I’ve tried to imagine what it would have been like to go to Corinth or other Greek cities at the time of Paul and try to speak to those wise, brilliant thinkers. After studying every parchment given to me, and gaining knowledge of all their arguments, I would have prayed for God to help me overcome their objections.
We don’t know what Paul did, but his answer is astounding. Instead of going after them with great reasoning and sharp logic, he went in exactly the opposite direction. He stayed in Corinth a year and a half, and many came to Christ because of him.
Later, when he wrote 1 Corinthians, he said, For I made the decision to know nothing among you except Jesus Christ, and Him crucified (2:2).
That’s amazing. If any man had the ability to reason with those Greeks and could show them the fallacies of their logic, surely that man was Paul. But, being led by the Holy Spirit, he chose a defenseless presentation—to let God speak through him and touch the hearts of the people.

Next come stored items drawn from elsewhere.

//! Client for the optional external face-restoration service.
//!
//! The service takes a base64 image and a fidelity knob and returns a
//! restored base64 image. Any non-2xx response or schema mismatch makes
//! the service count as unavailable; at most one retry is attempted.

use std::time::Duration;

use base64::Engine as _;
use serde::{Deserialize, Serialize};
use tracing::{debug, warn};

#[derive(Debug, Serialize)]
struct RestoreRequest<'a> {
    image: &'a str,
    fidelity: f32,
    task: &'static str,
}

#[derive(Debug, Deserialize)]
struct RestoreResponse {
    image: String,
}

/// Outcome of a restoration attempt.
#[derive(Debug)]
pub enum RestoreOutcome {
    Restored(Vec<u8>),
    Unavailable,
}

pub struct FaceRestoreClient {
    endpoint: String,
    client: reqwest::Client,
}

impl FaceRestoreClient {
    pub fn new(endpoint: impl Into<String>) -> Self {
        Self {
            endpoint: endpoint.into(),
            client: reqwest::Client::builder()
                .timeout(Duration::from_secs(60))
                .build()
                .unwrap_or_default(),
        }
    }

    /// Restore one image. `fidelity` is clamped to 0..=1.
    pub async fn restore(&self, image: &[u8], fidelity: f32) -> RestoreOutcome {
        let encoded = base64::engine::general_purpose::STANDARD.encode(image);
        let request = RestoreRequest {
            image: &encoded,
            fidelity: fidelity.clamp(0.0, 1.0),
            task: "face_restoration",
        };

        // first attempt plus a single retry
        for attempt in 0..2 {
            match self.attempt(&request).await {
                Some(bytes) => return RestoreOutcome::Restored(bytes),
                None if attempt == 0 => {
                    debug!("face restoration attempt failed, retrying once");
                }
                None => {}
            }
        }

        warn!(endpoint = %self.endpoint, "face restoration unavailable");
        RestoreOutcome::Unavailable
    }

    async fn attempt(&self, request: &RestoreRequest<'_>) -> Option<Vec<u8>> {
        let response = self
            .client
            .post(&self.endpoint)
            .json(request)
            .send()
            .await
            .ok()?;

        if !response.status().is_success() {
            return None;
        }

        let parsed: RestoreResponse = response.json().await.ok()?;
        base64::engine::general_purpose::STANDARD
            .decode(parsed.image)
            .ok()
    }
}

Now, centuries later, I appreciate his approach—although I didn’t always feel this way. For a long time I wanted to explain and reason out everything, but when that didn’t work, I ended up feeling miserable.
I’ve always been curious, always wanted to know, and always wanted to figure out the answer. Then, God began to work in my life. He showed me that my constant drive to figure it out caused me confusion and prevented me from receiving many of the things He wanted me to have. He said, “You must lay aside carnal reasoning if you expect to have discernment.”

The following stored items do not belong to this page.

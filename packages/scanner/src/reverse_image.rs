//! Reverse-image search helper: one-click engine URLs for an image.
//!
//! Pure URL templating; no network calls are made.

use serde::Serialize;

/// One search-engine link.
#[derive(Debug, Clone, PartialEq, Eq, Serialize)]
pub struct EngineLink {
    pub engine: &'static str,
    pub url: String,
}

/// Build the fixed, ordered list of reverse-image search URLs for an
/// image URL.
pub fn links_for(image_url: &str) -> Vec<EngineLink> {
    let encoded = urlencoding::encode(image_url);
    vec![
        EngineLink {
            engine: "Google Images",
            url: format!("https://www.google.com/searchbyimage?image_url={encoded}"),
        },
        EngineLink {
            engine: "Google Lens",
            url: format!("https://lens.google.com/uploadbyurl?url={encoded}"),
        },
        EngineLink {
            engine: "Bing Visual Search",
            url: format!("https://www.bing.com/images/search?view=detailv2&iss=sbi&q=imgurl:{encoded}"),
        },
        EngineLink {
            engine: "TinEye",
            url: format!("https://tineye.com/search?url={encoded}"),
        },
        EngineLink {
            engine: "Yandex Images",
            url: format!("https://yandex.com/images/search?rpt=imageview&url={encoded}"),
        },
    ]
}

I didn’t like loose ends, so I felt more secure when I figured things out. I wanted to be in control of every detail of every situation. When I didn’t understand or was unable to figure things out, I felt out of control. And that was frightening to me. Something was wrong—I was troubled and had no peace of mind. Sometimes, frustrated and exhausted, I would just give up.
It was a long battle for me because I finally admitted something to myself (God knew it all along): I was addicted to reasoning. It was more than a tendency or desire to figure out things. It was a compulsion. I had to have answers—and had to have them right now. When God was finally able to convince me of my addiction, I was able to give it up.

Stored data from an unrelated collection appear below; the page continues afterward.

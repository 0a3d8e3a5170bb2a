//! Mock transport for testing drivers, the engine, and the addons
//! without a network.

use std::collections::HashMap;
use std::sync::{Arc, RwLock};
use std::time::Duration;

use async_trait::async_trait;

use crate::error::{TransportError, TransportResult};
use crate::transport::{Overflow, ProbeRequest, ProbeResponse, Transport};

/// How a mocked route fails.
#[derive(Debug, Clone, Copy)]
pub enum MockFailure {
    Timeout,
    Connect,
}

#[derive(Clone)]
struct Canned {
    status: u16,
    headers: HashMap<String, String>,
    body: Vec<u8>,
    delay: Option<Duration>,
    failure: Option<MockFailure>,
}

/// Mock transport with canned responses keyed by exact URL.
///
/// Unrouted URLs fail like a connection error. Body caps and overflow
/// behavior are honored the way the real transport does.
#[derive(Default, Clone)]
pub struct MockTransport {
    routes: Arc<RwLock<HashMap<String, Canned>>>,
    calls: Arc<RwLock<Vec<String>>>,
}

impl MockTransport {
    pub fn new() -> Self {
        Self::default()
    }

    /// Route an HTML response.
    pub fn with_html(self, url: impl Into<String>, status: u16, body: impl Into<String>) -> Self {
        self.route(
            url,
            Canned {
                status,
                headers: HashMap::from([(
                    "content-type".to_string(),
                    "text/html; charset=utf-8".to_string(),
                )]),
                body: body.into().into_bytes(),
                delay: None,
                failure: None,
            },
        )
    }

    /// Route a JSON response.
    pub fn with_json(self, url: impl Into<String>, status: u16, body: impl Into<String>) -> Self {
        self.route(
            url,
            Canned {
                status,
                headers: HashMap::from([(
                    "content-type".to_string(),
                    "application/json".to_string(),
                )]),
                body: body.into().into_bytes(),
                delay: None,
                failure: None,
            },
        )
    }

    /// Route raw bytes with an explicit content type (avatar fixtures).
    pub fn with_bytes(
        self,
        url: impl Into<String>,
        content_type: impl Into<String>,
        body: Vec<u8>,
    ) -> Self {
        self.route(
            url,
            Canned {
                status: 200,
                headers: HashMap::from([("content-type".to_string(), content_type.into())]),
                body,
                delay: None,
                failure: None,
            },
        )
    }

    /// Route a bare status with an empty body.
    pub fn with_status(self, url: impl Into<String>, status: u16) -> Self {
        self.with_html(url, status, "")
    }

    /// Route a transport failure.
    pub fn with_failure(self, url: impl Into<String>, failure: MockFailure) -> Self {
        self.route(
            url,
            Canned {
                status: 0,
                headers: HashMap::new(),
                body: Vec::new(),
                delay: None,
                failure: Some(failure),
            },
        )
    }

    /// Delay an already-routed URL (cancellation and pacing tests).
    pub fn with_delay(self, url: impl Into<String>, delay: Duration) -> Self {
        let url = url.into();
        {
            let mut routes = self.routes.write().unwrap();
            if let Some(canned) = routes.get_mut(&url) {
                canned.delay = Some(delay);
            }
        }
        self
    }

    fn route(self, url: impl Into<String>, canned: Canned) -> Self {
        self.routes.write().unwrap().insert(url.into(), canned);
        self
    }

    /// URLs fetched so far, in call order.
    pub fn calls(&self) -> Vec<String> {
        self.calls.read().unwrap().clone()
    }
}

#[async_trait]
impl Transport for MockTransport {
    async fn fetch(&self, request: &ProbeRequest) -> TransportResult<ProbeResponse> {
        self.calls.write().unwrap().push(request.url.clone());

        let canned = {
            let routes = self.routes.read().unwrap();
            routes.get(&request.url).cloned()
        };

        let Some(canned) = canned else {
            return Err(TransportError::Connect(format!(
                "no route for {}",
                request.url
            )));
        };

        if let Some(delay) = canned.delay {
            tokio::time::sleep(delay).await;
        }

        if let Some(failure) = canned.failure {
            return Err(match failure {
                MockFailure::Timeout => TransportError::Timeout,
                MockFailure::Connect => TransportError::Connect("connection refused".to_string()),
            });
        }

        let mut body = canned.body;
        let mut truncated = false;
        if body.len() > request.body_cap {
            match request.overflow {
                Overflow::Reject => {
                    return Err(TransportError::BodyTooLarge {
                        limit: request.body_cap,
                    })
                }
                Overflow::Truncate => {
                    body.truncate(request.body_cap);
                    truncated = true;
                }
            }
        }

        Ok(ProbeResponse {
            http_status: canned.status,
            headers: canned.headers,
            body,
            truncated,
            final_url: request.url.clone(),
        })
    }
}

It wasn’t easy. Like people who withdraw from drugs or alcohol, I had withdrawal symptoms. I felt lost. Frightened. Alone. I had always depended on my ability to figure things out. Now, like Paul, I had to depend on God.
Too many people assume that relying only on God is something we do easily and naturally. It didn’t work that way with me. But God was gracious and patient with me. It was as if He’d whisper, “You’re not there yet, Joyce, but you’re making progress. It’s uncomfortable because you’re learning a new way to live.”
God wants us to be victorious—and I knew that all along. Now I walk in greater victory than ever before—and I no longer try to reason out everything before I act.
Prayer Starter: Heavenly Father, thank You for being so patient with me and people like me who feel we must have all the answers before we can act or trust. In the name of Jesus, help me to simply trust in You, knowing that You will give me what is best for my life. In Jesus’ Name, Amen.